- **Exercise**: Identify each line below that contains the word "compile", and copy it out.

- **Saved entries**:

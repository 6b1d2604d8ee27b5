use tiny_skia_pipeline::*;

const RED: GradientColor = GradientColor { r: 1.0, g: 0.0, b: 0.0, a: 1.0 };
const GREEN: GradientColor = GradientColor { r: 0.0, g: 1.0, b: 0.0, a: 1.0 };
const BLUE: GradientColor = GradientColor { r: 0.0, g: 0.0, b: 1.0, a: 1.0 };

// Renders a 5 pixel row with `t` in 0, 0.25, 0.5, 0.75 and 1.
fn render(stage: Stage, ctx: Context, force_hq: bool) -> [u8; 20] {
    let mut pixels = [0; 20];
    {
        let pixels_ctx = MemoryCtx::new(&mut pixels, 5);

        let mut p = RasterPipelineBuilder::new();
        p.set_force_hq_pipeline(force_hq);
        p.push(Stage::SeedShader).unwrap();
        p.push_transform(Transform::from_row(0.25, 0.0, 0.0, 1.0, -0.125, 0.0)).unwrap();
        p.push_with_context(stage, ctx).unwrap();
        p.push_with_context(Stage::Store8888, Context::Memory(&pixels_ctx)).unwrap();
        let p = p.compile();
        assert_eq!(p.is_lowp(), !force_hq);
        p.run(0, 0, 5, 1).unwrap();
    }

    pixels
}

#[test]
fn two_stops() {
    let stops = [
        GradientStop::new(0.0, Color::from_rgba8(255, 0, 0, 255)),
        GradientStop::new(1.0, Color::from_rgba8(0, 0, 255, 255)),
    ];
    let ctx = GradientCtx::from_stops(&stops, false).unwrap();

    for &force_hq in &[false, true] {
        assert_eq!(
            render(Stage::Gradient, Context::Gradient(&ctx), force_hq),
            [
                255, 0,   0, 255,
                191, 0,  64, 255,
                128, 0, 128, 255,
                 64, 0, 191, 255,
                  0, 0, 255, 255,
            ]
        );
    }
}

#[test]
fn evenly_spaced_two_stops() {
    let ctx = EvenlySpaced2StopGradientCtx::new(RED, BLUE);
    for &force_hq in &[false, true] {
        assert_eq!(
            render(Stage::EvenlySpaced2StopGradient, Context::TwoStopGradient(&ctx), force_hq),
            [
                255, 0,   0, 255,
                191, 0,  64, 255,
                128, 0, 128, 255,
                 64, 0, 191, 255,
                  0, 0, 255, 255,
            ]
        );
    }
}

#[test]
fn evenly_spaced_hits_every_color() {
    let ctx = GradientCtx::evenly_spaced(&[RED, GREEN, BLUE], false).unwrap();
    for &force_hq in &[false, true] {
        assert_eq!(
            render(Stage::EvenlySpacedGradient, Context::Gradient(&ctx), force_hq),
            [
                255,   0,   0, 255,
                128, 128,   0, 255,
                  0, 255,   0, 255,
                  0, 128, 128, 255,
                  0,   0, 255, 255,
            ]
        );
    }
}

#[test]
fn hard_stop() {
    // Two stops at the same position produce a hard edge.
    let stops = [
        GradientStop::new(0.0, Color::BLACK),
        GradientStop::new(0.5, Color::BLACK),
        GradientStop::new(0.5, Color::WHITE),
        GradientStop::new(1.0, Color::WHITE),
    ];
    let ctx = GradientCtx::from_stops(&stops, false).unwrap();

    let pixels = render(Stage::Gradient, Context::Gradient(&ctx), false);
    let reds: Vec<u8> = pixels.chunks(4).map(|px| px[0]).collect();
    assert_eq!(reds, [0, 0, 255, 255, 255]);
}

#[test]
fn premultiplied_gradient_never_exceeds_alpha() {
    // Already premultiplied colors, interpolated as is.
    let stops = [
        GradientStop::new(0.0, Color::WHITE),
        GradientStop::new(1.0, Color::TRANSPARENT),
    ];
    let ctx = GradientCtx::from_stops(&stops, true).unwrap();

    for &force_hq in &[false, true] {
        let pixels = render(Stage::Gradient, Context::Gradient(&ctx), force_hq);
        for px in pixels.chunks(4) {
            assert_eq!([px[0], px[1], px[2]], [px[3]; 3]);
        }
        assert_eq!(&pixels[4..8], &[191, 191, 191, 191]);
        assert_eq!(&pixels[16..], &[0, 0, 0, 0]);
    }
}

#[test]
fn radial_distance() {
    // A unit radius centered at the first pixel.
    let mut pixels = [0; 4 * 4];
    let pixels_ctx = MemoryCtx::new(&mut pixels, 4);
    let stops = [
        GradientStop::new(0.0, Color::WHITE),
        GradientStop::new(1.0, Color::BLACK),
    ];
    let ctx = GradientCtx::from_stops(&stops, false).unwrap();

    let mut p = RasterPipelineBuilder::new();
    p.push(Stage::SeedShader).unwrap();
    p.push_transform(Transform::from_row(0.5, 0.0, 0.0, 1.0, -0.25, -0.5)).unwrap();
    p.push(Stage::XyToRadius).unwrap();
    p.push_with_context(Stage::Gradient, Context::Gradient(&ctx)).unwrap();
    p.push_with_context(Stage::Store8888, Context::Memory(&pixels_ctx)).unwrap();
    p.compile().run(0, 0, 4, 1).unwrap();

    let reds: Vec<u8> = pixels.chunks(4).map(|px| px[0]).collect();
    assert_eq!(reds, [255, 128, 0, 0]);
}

- **Output of the exercise**:
        let p = p.compile();
    p.compile().run(0, 0, 4, 1).unwrap();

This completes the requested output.